AUSTIN – Past and present education commissioners improperly vetoed Travis County jurisdiction in a dispute over termination of a teacher who used corporal punishment, the Supreme Court of Texas ruled on April 23.
Former commissioner Shirley Neeley and current commissioner Robert Scott arguably engaged in forum shopping, Justice Eva Guzman wrote.
Teacher Samuel Papa and Presidio school trustees agreed to litigate in Travis County, but Neeley declared herself a party to the proceedings and withheld her agreement.
Guzman found 21 places in teacher termination law where "party" meant a teacher or a school board, and one where it also meant the commissioner.
"Courts must not give the words used by the Legislature an exaggerated, forced or constrained meaning," Guzman wrote.
The dispute now returns to Travis County District Judge Scott Jenkins.
The case began when trustees served a termination notice on Papa for violating their punishment policy.
An examiner held a full evidentiary hearing and recommended termination and trustees adopted the recommendation.
Papa petitioned Neeley under state law allowing a commissioner to review records of a teacher's hearing and oral argument before the trustees.
Neeley ordered the trustees to reinstate Papa or pay him a year's salary.
The trustees appealed, under a law providing venue in the county where a teacher worked or if the parties agree, in Travis County, where the Texas education commission is located in Austin.
The trustees chose Travis County, and Papa concurred.
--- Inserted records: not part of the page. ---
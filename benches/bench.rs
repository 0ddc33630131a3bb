// Criterion benchmarks for the MentorLink engine

use criterion::{black_box, criterion_group, criterion_main, BenchmarkId, Criterion};
use mentorlink_engine::core::{GestureClassifier, GestureThresholds, MatchingSession};
use mentorlink_engine::models::{Candidate, Facet, FilterState, Role};

fn create_candidate(id: usize) -> Candidate {
    let industries = ["Technology", "Finance", "Healthcare", "Education"];
    let expertise = ["Leadership", "Systems", "Product", "Data"];

    Candidate {
        user_id: id.to_string(),
        name: format!("Mentor {}", id),
        title: "Staff Engineer".to_string(),
        company: "Acme".to_string(),
        bio: "Helps engineers navigate career growth".to_string(),
        role: Role::Mentor,
        industries: vec![industries[id % industries.len()].to_string()],
        expertise: vec![expertise[id % expertise.len()].to_string()],
        experience: "10+ years".to_string(),
        location: "Remote".to_string(),
        availability: if id % 3 == 0 { "Limited" } else { "Available" }.to_string(),
        is_active: true,
        created_at: None,
    }
}

fn bench_filter_predicate(c: &mut Criterion) {
    let mut filters = FilterState::default();
    filters.toggle(Facet::Industry, "Technology");
    filters.toggle(Facet::Expertise, "Leadership");
    filters.search_query = "career".to_string();

    let candidate = create_candidate(0);

    c.bench_function("filter_predicate", |b| {
        b.iter(|| filters.matches(black_box(&candidate)));
    });
}

fn bench_gesture_classification(c: &mut Criterion) {
    c.bench_function("gesture_classification", |b| {
        let mut classifier = GestureClassifier::new(GestureThresholds::default());
        b.iter(|| {
            classifier.on_start(black_box(200.0), black_box(300.0), black_box(1_000));
            classifier.on_move(black_box(150.0), black_box(300.0));
            classifier.on_end(black_box(110.0), black_box(300.0), black_box(1_400), false)
        });
    });
}

fn bench_filter_apply(c: &mut Criterion) {
    let mut group = c.benchmark_group("filter_apply");

    for pool_size in [10, 50, 100, 500, 1000].iter() {
        let pool: Vec<Candidate> = (0..*pool_size).map(create_candidate).collect();

        let mut filters = FilterState::default();
        filters.toggle(Facet::Industry, "Technology");

        group.bench_with_input(BenchmarkId::from_parameter(pool_size), &pool, |b, pool| {
            b.iter(|| filters.apply(black_box(pool)));
        });
    }

    group.finish();
}

fn bench_session_swipe_through(c: &mut Criterion) {
    let pool: Vec<Candidate> = (0..100).map(create_candidate).collect();

    c.bench_function("session_swipe_through_100", |b| {
        b.iter(|| {
            let mut session = MatchingSession::new(
                "viewer".to_string(),
                Role::Mentor,
                pool.clone(),
                GestureThresholds::default(),
            );

            let mut t = 0;
            while !session.is_exhausted() {
                session.gesture_start(300.0, 200.0, t);
                if let Some((_, effect)) = session.gesture_end(200.0, 200.0, t + 400) {
                    if let mentorlink_engine::core::GestureEffect::Pass { seq, .. } = effect {
                        session.settle(seq);
                    }
                }
                t += 1_000;
            }
            session.position()
        });
    });
}

criterion_group!(
    benches,
    bench_filter_predicate,
    bench_gesture_classification,
    bench_filter_apply,
    bench_session_swipe_through
);
criterion_main!(benches);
Neeley was designated as a party, as the law required.
But Neeley objected to Travis County and filed a plea to the jurisdiction, which Jenkins rejected.
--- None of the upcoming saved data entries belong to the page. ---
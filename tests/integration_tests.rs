// Integration tests for the MentorLink engine
//
// Drives the full browsing flow through the library surface: filters,
// gestures, deferred advancement, the connection gate, and booking.

use mentorlink_engine::core::{
    AvailabilityBook, BookingOutcome, ConnectionLedger, DeclinePolicy, GestureEffect,
    GestureThresholds, MatchingSession, SettleOutcome,
};
use mentorlink_engine::models::{Candidate, Facet, Role, SessionType};

fn create_mentor(id: &str, industry: &str) -> Candidate {
    Candidate {
        user_id: id.to_string(),
        name: format!("Mentor {}", id),
        title: "Principal Engineer".to_string(),
        company: "Initech".to_string(),
        bio: "Growing the next generation of engineers".to_string(),
        role: Role::Mentor,
        industries: vec![industry.to_string()],
        expertise: vec!["Architecture".to_string()],
        experience: "15+ years".to_string(),
        location: "Berlin".to_string(),
        availability: "Available".to_string(),
        is_active: true,
        created_at: None,
    }
}

fn pool() -> Vec<Candidate> {
    vec![
        create_mentor("m1", "Technology"),
        create_mentor("m2", "Finance"),
        create_mentor("m3", "Healthcare"),
        create_mentor("m4", "Technology"),
        create_mentor("m5", "Education"),
        create_mentor("m6", "Finance"),
    ]
}

fn swipe(session: &mut MatchingSession, dx: f64, t: i64) -> GestureEffect {
    session.gesture_start(200.0, 300.0, t);
    let (_, effect) = session.gesture_end(200.0 + dx, 300.0, t + 400).unwrap();
    effect
}

#[test]
fn test_end_to_end_filtered_browse() {
    let mut session = MatchingSession::new(
        "mentee".to_string(),
        Role::Mentor,
        pool(),
        GestureThresholds::default(),
    );

    session.toggle_filter(Facet::Industry, "Technology");
    assert_eq!(session.position(), (0, 2));

    // Pass on the first, show interest in the second.
    let seq1 = match swipe(&mut session, -100.0, 1_000) {
        GestureEffect::Pass { candidate_id, seq } => {
            assert_eq!(candidate_id, "m1");
            seq
        }
        other => panic!("expected pass, got {:?}", other),
    };
    assert_eq!(session.settle(seq1), SettleOutcome::Advanced);

    let seq2 = match swipe(&mut session, 100.0, 2_000) {
        GestureEffect::ShowInterest { candidate_id, seq } => {
            assert_eq!(candidate_id, "m4");
            seq
        }
        other => panic!("expected interest, got {:?}", other),
    };
    assert_eq!(session.settle(seq2), SettleOutcome::Advanced);

    assert!(session.is_exhausted());
    assert!(session.current().is_none());
}

#[test]
fn test_interest_flows_into_connection_and_booking() {
    let mut session = MatchingSession::new(
        "mentee".to_string(),
        Role::Mentor,
        pool(),
        GestureThresholds::default(),
    );
    let mut ledger = ConnectionLedger::new(DeclinePolicy::Terminal);
    let mut book = AvailabilityBook::with_session_types(vec![SessionType {
        name: "Career Chat".to_string(),
        description: String::new(),
        color: String::new(),
    }]);
    let slot = book
        .add_slot(
            chrono::Weekday::Mon,
            chrono::NaiveTime::from_hms_opt(9, 0, 0).unwrap(),
            chrono::NaiveTime::from_hms_opt(10, 0, 0).unwrap(),
            "Career Chat",
            1,
        )
        .unwrap();

    // SwipeRight triggers the interest flow against the top candidate.
    let mentor_id = match swipe(&mut session, 100.0, 1_000) {
        GestureEffect::ShowInterest { candidate_id, .. } => candidate_id,
        other => panic!("expected interest, got {:?}", other),
    };

    ledger.request("mentee", &mentor_id, Some("Would love your guidance".to_string()));

    // Booking is gated until the mentor accepts.
    assert!(!ledger.can_book_session("mentee", &mentor_id));

    ledger.accept("mentee", &mentor_id);
    assert!(ledger.can_book_session("mentee", &mentor_id));

    assert_eq!(book.attempt_booking(slot), BookingOutcome::Booked);
    assert_eq!(book.attempt_booking(slot), BookingOutcome::SlotFull);
}

#[test]
fn test_filter_change_mid_browse_discards_stale_settle() {
    let mut session = MatchingSession::new(
        "mentee".to_string(),
        Role::Mentor,
        pool(),
        GestureThresholds::default(),
    );

    let seq = match swipe(&mut session, -100.0, 1_000) {
        GestureEffect::Pass { seq, .. } => seq,
        other => panic!("{:?}", other),
    };

    session.toggle_filter(Facet::Industry, "Finance");

    // The settle arrives after the filter change: stale, no movement.
    assert_eq!(session.settle(seq), SettleOutcome::UnknownTicket);
    assert_eq!(session.position(), (0, 2));
}

#[test]
fn test_rename_cascade_keeps_registry_consistent() {
    let mut book = AvailabilityBook::with_session_types(vec![
        SessionType {
            name: "Career Chat".to_string(),
            description: String::new(),
            color: String::new(),
        },
        SessionType {
            name: "Mock Interview".to_string(),
            description: String::new(),
            color: String::new(),
        },
    ]);

    for day in [chrono::Weekday::Mon, chrono::Weekday::Wed] {
        book.add_slot(
            day,
            chrono::NaiveTime::from_hms_opt(9, 0, 0).unwrap(),
            chrono::NaiveTime::from_hms_opt(10, 0, 0).unwrap(),
            "Career Chat",
            1,
        )
        .unwrap();
    }

    let updated = book.rename_session_type("Career Chat", "Intro Call").unwrap();
    assert_eq!(updated, 2);

    let registered: Vec<String> = book.session_types().map(|st| st.name.clone()).collect();
    for slot in book.slots() {
        assert!(registered.contains(&slot.session_type));
    }
}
Neeley petitioned the Third District appeals court in Austin, where Justices Jan Patterson, Bob Pemberton and David Puryear affirmed Jenkins.
Then Pemberton and Puryear abruptly changed their minds, withdrew the opinion, reversed Jenkins, and stranded Patterson in dissent.
Pemberton wrote that legislators gave the commissioner veto power against defending judicial appeals in Travis County.
No one at the Supreme Court agreed.
Guzman wrote that a commissioner may not substitute his judgment for that of school trustees unless he finds their decision arbitrary, capricious or unlawful.
"The commissioner is a neutral arbiter performing a limited review of the board's decision and does not have a direct stake in the outcome," Guzman wrote.
"The Legislature's decision to designate the commissioner as a party to the appeal does not automatically import that meaning to every other use of the term 'party' regardless of the immediate context," she wrote.
"The commissioner cannot selectively choose a particular use of 'party' into which his chosen definition is poured while at the same time distinguishing every other use of the term where that meaning is contextually impossible," she wrote.
"Disregarding 21 uses of 'party' in the surrounding context, all of which do not include the commissioner, in favor of the single use that does is precisely the sort of exaggerated, forced or constrained meaning that we eschew," she wrote.
She discarded Scott's claim that a consenting party might be unaware of disadvantages in a Travis County appeal, requiring him to steer the party in another direction.
"Even if true, the parties are in the best position to make their own strategic decisions," she wrote.
Larry Baskind, Ken Slavin and Linda Samples represented the trustees.
Texas Attorney General Greg Abbott represented Scott, along with Bill Davis, Daniel Geyser, George Warner, Clarence Weber, David Morales and James Ho.